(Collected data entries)
__________________________________________________

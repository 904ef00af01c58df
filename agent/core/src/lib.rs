//! Shared domain primitives for the hub agent.
//!
//! This crate holds the pieces that several subsystems agree on: the claims
//! predicate language evaluated by the access-control handlers, dot-path
//! claim plucking, the stable spec digest used to detect no-op reconciles,
//! and the reconstruction of the request URL a forward-auth call stands for.

#![deny(warnings, rust_2018_idioms)]
#![forbid(unsafe_code)]

pub mod claims;
pub mod expr;
pub mod forwarded;
pub mod hash;

pub use self::{
    claims::pluck,
    expr::Predicate,
    forwarded::{forwarded_method, forwarded_url, is_safe_method},
    hash::spec_hash,
};
//! Admission reviewers.
//!
//! `/ingress` requests are offered to a list of candidate reviewers; each
//! declares whether it owns the resource based on the resource kind and
//! the ingress-class registry. Exactly one claimant reviews; zero claimants
//! fall back to the default reviewer with a warning; several claimants are
//! a configuration bug and fail the admission.

mod haproxy;
mod nginx;
mod sync;
mod traefik;

pub use self::haproxy::HaproxyIngressReviewer;
pub use self::nginx::NginxIngressReviewer;
pub use self::sync::SyncReviewer;
pub use self::traefik::TraefikIngressReviewer;

use hub_agent_k8s_api::access_control_policy::AcpVariant;
use hub_agent_k8s_api::{annotations, AccessControlPolicySpec};
use kube::core::DynamicObject;
use serde_json::Value;
use std::collections::BTreeMap;
use std::sync::Arc;

pub type AdmissionRequest = kube::core::admission::AdmissionRequest<DynamicObject>;

/// What a review produced: at most one JSON-Patch operation, plus
/// admission warnings.
#[derive(Debug, Default)]
pub struct ReviewOutcome {
    pub patch: Option<Value>,
    pub warnings: Vec<String>,
}

#[async_trait::async_trait]
pub trait IngressReviewer: Send + Sync {
    fn name(&self) -> &'static str;

    /// Whether this reviewer owns the resource under review.
    fn can_review(&self, req: &AdmissionRequest) -> anyhow::Result<bool>;

    /// Produces the single patch operation wiring (or unwiring) the
    /// resource to the auth server, or None when nothing changes.
    async fn review(&self, req: &AdmissionRequest) -> anyhow::Result<Option<Value>>;
}

/// Runs reviewer selection and the chosen review.
pub async fn review_ingress(
    reviewers: &[Arc<dyn IngressReviewer>],
    default: &Arc<dyn IngressReviewer>,
    req: &AdmissionRequest,
) -> anyhow::Result<ReviewOutcome> {
    let mut claimants = Vec::new();
    for reviewer in reviewers {
        if reviewer.can_review(req)? {
            claimants.push(reviewer);
        }
    }

    match claimants.len() {
        1 => Ok(ReviewOutcome {
            patch: claimants[0].review(req).await?,
            warnings: Vec::new(),
        }),
        0 => {
            let warning = format!(
                "unsupported or ambiguous Ingress Controller for resource {}/{}; defaulting to {}",
                req.namespace.as_deref().unwrap_or_default(),
                req.name,
                default.name(),
            );
            Ok(ReviewOutcome {
                patch: default.review(req).await?,
                warnings: vec![warning],
            })
        }
        _ => {
            let names: Vec<_> = claimants.iter().map(|r| r.name()).collect();
            anyhow::bail!(
                "multiple reviewers claim resource {}/{}: {}",
                req.namespace.as_deref().unwrap_or_default(),
                req.name,
                names.join(", "),
            )
        }
    }
}

/// The access-control-policy annotation on the object under review.
pub(crate) fn policy_annotation(obj: Option<&DynamicObject>) -> Option<String> {
    obj?.metadata
        .annotations
        .as_ref()?
        .get(annotations::ACCESS_CONTROL_POLICY)
        .filter(|value| !value.is_empty())
        .cloned()
}

pub(crate) fn object_annotations(obj: &DynamicObject) -> BTreeMap<String, String> {
    obj.metadata.annotations.clone().unwrap_or_default()
}

/// The class reference of an Ingress: `spec.ingressClassName` and the
/// legacy annotation value.
pub(crate) fn ingress_class_of(obj: &DynamicObject) -> (Option<String>, Option<String>) {
    let spec_class = obj
        .data
        .get("spec")
        .and_then(|spec| spec.get("ingressClassName"))
        .and_then(Value::as_str)
        .map(str::to_string);
    let legacy = obj
        .metadata
        .annotations
        .as_ref()
        .and_then(|a| a.get(annotations::INGRESS_CLASS))
        .cloned();
    (spec_class, legacy)
}

/// RFC 6901 escaping for annotation keys inside a JSON pointer.
pub(crate) fn escape_pointer(key: &str) -> String {
    key.replace('~', "~0").replace('/', "~1")
}

/// One JSON-Patch op setting a single annotation, creating the annotations
/// object when the resource has none.
pub(crate) fn set_annotation_op(has_annotations: bool, key: &str, value: &str) -> Value {
    if has_annotations {
        serde_json::json!({
            "op": "add",
            "path": format!("/metadata/annotations/{}", escape_pointer(key)),
            "value": value,
        })
    } else {
        serde_json::json!({
            "op": "add",
            "path": "/metadata/annotations",
            "value": { key: value },
        })
    }
}

pub(crate) fn remove_annotation_op(key: &str) -> Value {
    serde_json::json!({
        "op": "remove",
        "path": format!("/metadata/annotations/{}", escape_pointer(key)),
    })
}

/// One JSON-Patch op replacing the whole annotations object.
pub(crate) fn replace_annotations_op(annotations: &BTreeMap<String, String>) -> Value {
    serde_json::json!({
        "op": "add",
        "path": "/metadata/annotations",
        "value": annotations,
    })
}

/// The response headers a controller must copy upstream for a policy.
pub(crate) fn auth_response_headers(spec: &AccessControlPolicySpec) -> Vec<String> {
    let mut headers = vec!["Authorization".to_string()];
    match spec.variant() {
        Ok(AcpVariant::Jwt(cfg)) => headers.extend(cfg.forward_headers.keys().cloned()),
        Ok(AcpVariant::BasicAuth(cfg)) => {
            headers.extend(cfg.forward_username_header.iter().cloned())
        }
        Ok(AcpVariant::ApiKey(cfg)) => headers.extend(cfg.forward_headers.keys().cloned()),
        Ok(AcpVariant::Oidc(cfg)) => headers.extend(cfg.forward_headers.keys().cloned()),
        Ok(AcpVariant::OidcGoogle(cfg)) => headers.extend(cfg.forward_headers.keys().cloned()),
        Ok(AcpVariant::OAuthIntro(cfg)) => headers.extend(cfg.forward_headers.keys().cloned()),
        Err(_) => {}
    }
    headers
}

__________________________________________________

### PROBLEM
From the records above, transcribe without alteration every line from the one with "pub struct ReviewOutcome" to the one with "(or unwiring) the", inclusive.

### EXERCISE OUTPUT
pub struct ReviewOutcome {
    pub patch: Option<Value>,
    pub warnings: Vec<String>,
}

#[async_trait::async_trait]
pub trait IngressReviewer: Send + Sync {
    fn name(&self) -> &'static str;

    /// Whether this reviewer owns the resource under review.
    fn can_review(&self, req: &AdmissionRequest) -> anyhow::Result<bool>;

    /// Produces the single patch operation wiring (or unwiring) the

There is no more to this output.